REQUIRED WORK =>
Instruction for the entries that follow: retype exactly the lines from the line with "pub fn deep_merge(target: &mut" to the line with "parameters and response", both included, and omit all others.

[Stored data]
※ ※ ※
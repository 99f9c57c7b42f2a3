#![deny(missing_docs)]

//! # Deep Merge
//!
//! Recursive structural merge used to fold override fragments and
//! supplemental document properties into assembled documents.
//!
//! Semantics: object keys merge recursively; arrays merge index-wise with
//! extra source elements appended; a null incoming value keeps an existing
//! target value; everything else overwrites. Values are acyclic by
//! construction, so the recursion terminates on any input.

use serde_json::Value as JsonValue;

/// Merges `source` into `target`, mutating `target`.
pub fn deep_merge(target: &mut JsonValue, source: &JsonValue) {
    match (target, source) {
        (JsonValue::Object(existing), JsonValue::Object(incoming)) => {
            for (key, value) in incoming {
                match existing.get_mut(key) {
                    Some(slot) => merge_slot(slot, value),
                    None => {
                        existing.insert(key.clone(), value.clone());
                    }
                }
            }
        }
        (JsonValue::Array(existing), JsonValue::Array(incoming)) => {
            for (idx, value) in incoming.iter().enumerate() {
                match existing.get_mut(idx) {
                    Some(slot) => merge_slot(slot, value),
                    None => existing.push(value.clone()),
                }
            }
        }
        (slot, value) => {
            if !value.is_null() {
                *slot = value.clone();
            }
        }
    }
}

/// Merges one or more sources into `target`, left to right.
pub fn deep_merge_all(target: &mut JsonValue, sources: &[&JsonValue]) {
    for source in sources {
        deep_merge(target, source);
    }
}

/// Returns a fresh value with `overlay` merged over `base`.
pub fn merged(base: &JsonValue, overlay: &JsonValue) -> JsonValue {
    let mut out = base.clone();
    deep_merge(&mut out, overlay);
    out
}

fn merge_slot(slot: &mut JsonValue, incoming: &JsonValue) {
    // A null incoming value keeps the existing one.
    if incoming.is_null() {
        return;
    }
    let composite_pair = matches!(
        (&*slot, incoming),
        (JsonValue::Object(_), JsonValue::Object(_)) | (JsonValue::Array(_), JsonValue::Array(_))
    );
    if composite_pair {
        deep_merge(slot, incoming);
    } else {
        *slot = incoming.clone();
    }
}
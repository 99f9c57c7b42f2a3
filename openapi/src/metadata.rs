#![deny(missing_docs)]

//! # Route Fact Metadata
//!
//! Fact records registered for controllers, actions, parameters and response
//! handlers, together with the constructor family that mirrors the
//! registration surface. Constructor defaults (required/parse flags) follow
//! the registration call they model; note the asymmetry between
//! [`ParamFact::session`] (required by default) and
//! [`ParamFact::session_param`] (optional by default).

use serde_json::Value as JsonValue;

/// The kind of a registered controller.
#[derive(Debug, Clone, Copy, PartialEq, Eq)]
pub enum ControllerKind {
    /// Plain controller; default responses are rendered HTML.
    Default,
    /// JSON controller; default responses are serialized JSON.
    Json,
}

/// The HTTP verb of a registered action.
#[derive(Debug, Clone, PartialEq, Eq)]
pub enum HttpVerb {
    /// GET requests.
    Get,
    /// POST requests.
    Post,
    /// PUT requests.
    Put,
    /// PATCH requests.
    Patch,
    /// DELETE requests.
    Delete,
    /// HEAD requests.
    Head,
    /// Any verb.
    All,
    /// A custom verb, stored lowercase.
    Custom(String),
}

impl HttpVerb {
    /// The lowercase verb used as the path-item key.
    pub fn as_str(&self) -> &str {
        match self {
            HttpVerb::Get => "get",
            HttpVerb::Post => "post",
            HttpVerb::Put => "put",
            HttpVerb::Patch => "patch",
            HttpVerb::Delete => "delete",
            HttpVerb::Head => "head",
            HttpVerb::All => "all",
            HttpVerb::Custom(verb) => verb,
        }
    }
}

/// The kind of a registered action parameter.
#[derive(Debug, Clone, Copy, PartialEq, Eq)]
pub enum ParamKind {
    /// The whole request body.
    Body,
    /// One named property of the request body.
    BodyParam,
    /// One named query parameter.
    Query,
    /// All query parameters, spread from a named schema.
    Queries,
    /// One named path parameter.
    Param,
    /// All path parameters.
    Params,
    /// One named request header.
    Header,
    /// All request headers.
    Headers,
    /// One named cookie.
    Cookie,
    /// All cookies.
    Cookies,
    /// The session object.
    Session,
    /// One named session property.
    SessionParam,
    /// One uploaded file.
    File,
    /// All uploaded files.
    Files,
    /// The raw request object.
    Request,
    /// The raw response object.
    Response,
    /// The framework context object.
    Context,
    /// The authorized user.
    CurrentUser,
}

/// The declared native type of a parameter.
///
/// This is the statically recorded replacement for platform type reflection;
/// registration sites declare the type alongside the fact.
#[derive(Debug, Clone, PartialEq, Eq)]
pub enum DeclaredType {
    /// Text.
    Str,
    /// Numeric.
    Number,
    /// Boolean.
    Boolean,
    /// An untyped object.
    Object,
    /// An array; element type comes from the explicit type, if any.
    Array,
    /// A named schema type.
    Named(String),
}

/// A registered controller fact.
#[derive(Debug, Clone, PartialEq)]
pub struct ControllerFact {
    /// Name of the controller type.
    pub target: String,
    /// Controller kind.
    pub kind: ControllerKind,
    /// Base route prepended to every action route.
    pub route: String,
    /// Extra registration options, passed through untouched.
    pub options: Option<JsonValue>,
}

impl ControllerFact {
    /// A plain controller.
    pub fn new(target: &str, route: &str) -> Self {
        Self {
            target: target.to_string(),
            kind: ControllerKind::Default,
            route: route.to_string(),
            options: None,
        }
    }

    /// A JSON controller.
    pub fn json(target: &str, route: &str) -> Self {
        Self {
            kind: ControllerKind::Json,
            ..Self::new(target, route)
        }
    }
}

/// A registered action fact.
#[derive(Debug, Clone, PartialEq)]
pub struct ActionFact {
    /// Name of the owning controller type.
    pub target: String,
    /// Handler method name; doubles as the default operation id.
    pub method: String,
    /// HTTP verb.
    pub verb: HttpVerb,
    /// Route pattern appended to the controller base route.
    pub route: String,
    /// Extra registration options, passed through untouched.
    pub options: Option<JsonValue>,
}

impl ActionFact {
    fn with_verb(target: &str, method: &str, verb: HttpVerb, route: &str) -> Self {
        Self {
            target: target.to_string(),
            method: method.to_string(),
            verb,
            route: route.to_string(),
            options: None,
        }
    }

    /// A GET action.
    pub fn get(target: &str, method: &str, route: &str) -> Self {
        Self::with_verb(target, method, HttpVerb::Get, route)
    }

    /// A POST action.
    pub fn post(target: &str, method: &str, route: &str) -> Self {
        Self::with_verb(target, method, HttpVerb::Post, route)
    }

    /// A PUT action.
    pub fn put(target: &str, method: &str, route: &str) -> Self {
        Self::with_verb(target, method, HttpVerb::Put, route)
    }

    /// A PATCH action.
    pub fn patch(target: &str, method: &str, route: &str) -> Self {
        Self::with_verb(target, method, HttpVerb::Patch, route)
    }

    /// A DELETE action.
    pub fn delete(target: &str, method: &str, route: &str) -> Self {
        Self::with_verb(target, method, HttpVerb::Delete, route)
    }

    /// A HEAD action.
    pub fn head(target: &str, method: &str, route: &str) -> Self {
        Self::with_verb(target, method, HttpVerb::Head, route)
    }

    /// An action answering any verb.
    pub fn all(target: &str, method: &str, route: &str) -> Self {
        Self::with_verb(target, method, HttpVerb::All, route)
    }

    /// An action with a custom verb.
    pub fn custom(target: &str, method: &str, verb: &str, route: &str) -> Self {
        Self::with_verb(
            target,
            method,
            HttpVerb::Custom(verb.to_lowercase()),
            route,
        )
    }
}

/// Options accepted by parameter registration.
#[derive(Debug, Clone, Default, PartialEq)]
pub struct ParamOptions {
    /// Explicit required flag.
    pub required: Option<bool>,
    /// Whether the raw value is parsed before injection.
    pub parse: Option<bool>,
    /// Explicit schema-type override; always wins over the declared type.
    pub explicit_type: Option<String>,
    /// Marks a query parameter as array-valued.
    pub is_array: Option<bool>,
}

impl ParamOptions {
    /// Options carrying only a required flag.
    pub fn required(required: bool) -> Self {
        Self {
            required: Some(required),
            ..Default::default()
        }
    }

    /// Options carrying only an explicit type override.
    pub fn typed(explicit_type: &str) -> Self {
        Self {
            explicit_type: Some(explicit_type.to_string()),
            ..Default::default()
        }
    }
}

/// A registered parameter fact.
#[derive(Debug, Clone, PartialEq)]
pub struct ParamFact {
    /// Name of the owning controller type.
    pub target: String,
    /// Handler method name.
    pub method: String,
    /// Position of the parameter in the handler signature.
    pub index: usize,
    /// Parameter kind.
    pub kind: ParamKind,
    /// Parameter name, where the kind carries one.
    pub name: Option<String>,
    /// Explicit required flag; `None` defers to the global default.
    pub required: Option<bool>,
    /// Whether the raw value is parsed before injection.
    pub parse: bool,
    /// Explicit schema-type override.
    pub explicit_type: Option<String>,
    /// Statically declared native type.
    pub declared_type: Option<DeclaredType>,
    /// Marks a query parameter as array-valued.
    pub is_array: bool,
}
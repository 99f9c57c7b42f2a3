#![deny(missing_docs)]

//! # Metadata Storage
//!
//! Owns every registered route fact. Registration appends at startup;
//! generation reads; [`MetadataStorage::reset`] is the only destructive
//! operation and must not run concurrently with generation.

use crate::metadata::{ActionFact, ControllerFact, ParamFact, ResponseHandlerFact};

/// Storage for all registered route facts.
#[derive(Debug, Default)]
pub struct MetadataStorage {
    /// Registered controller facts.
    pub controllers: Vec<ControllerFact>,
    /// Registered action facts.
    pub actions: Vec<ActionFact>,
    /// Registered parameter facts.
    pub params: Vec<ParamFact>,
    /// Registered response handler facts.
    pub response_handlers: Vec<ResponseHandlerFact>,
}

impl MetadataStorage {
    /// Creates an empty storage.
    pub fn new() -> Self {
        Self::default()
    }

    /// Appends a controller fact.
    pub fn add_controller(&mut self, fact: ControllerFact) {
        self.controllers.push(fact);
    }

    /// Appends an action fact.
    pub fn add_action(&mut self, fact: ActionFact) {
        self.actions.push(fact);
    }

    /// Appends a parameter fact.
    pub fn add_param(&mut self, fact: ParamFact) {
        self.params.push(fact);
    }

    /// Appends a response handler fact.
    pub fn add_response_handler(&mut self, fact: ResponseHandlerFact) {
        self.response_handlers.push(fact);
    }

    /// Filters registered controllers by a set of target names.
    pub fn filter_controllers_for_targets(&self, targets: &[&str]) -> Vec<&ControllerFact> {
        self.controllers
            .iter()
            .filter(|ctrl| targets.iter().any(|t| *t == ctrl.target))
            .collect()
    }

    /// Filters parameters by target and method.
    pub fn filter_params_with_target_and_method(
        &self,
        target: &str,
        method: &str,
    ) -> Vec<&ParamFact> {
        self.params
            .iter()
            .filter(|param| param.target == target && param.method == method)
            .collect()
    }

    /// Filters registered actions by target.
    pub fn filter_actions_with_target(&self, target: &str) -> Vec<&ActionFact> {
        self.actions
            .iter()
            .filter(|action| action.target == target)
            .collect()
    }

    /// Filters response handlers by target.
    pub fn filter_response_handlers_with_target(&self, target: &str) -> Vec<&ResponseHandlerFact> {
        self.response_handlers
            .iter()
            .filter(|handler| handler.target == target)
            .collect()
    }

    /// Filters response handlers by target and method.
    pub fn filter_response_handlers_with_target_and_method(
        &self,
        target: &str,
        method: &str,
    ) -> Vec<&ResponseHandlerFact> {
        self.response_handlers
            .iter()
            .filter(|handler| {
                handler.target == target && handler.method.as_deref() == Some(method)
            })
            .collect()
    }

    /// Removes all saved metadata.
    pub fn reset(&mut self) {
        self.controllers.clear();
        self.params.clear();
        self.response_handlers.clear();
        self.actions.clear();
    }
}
※ ※ ※
RESPONSE =>
pub fn deep_merge(target: &mut JsonValue, source: &JsonValue) {
    match (target, source) {
        (JsonValue::Object(existing), JsonValue::Object(incoming)) => {
            for (key, value) in incoming {
                match existing.get_mut(key) {
                    Some(slot) => merge_slot(slot, value),
                    None => {
                        existing.insert(key.clone(), value.clone());
                    }
                }
            }
        }
        (JsonValue::Array(existing), JsonValue::Array(incoming)) => {
            for (idx, value) in incoming.iter().enumerate() {
                match existing.get_mut(idx) {
                    Some(slot) => merge_slot(slot, value),
                    None => existing.push(value.clone()),
                }
            }
        }
        (slot, value) => {
            if !value.is_null() {
                *slot = value.clone();
            }
        }
    }
}

/// Merges one or more sources into `target`, left to right.
pub fn deep_merge_all(target: &mut JsonValue, sources: &[&JsonValue]) {
    for source in sources {
        deep_merge(target, source);
    }
}

/// Returns a fresh value with `overlay` merged over `base`.
pub fn merged(base: &JsonValue, overlay: &JsonValue) -> JsonValue {
    let mut out = base.clone();
    deep_merge(&mut out, overlay);
    out
}

fn merge_slot(slot: &mut JsonValue, incoming: &JsonValue) {
    // A null incoming value keeps the existing one.
    if incoming.is_null() {
        return;
    }
    let composite_pair = matches!(
        (&*slot, incoming),
        (JsonValue::Object(_), JsonValue::Object(_)) | (JsonValue::Array(_), JsonValue::Array(_))
    );
    if composite_pair {
        deep_merge(slot, incoming);
    } else {
        *slot = incoming.clone();
    }
}
repository 99f9c57c7b42f2a3
filename openapi/src/metadata.rs
#![deny(missing_docs)]

//! # Route Fact Metadata
//!
//! Fact records registered for controllers, actions, parameters and response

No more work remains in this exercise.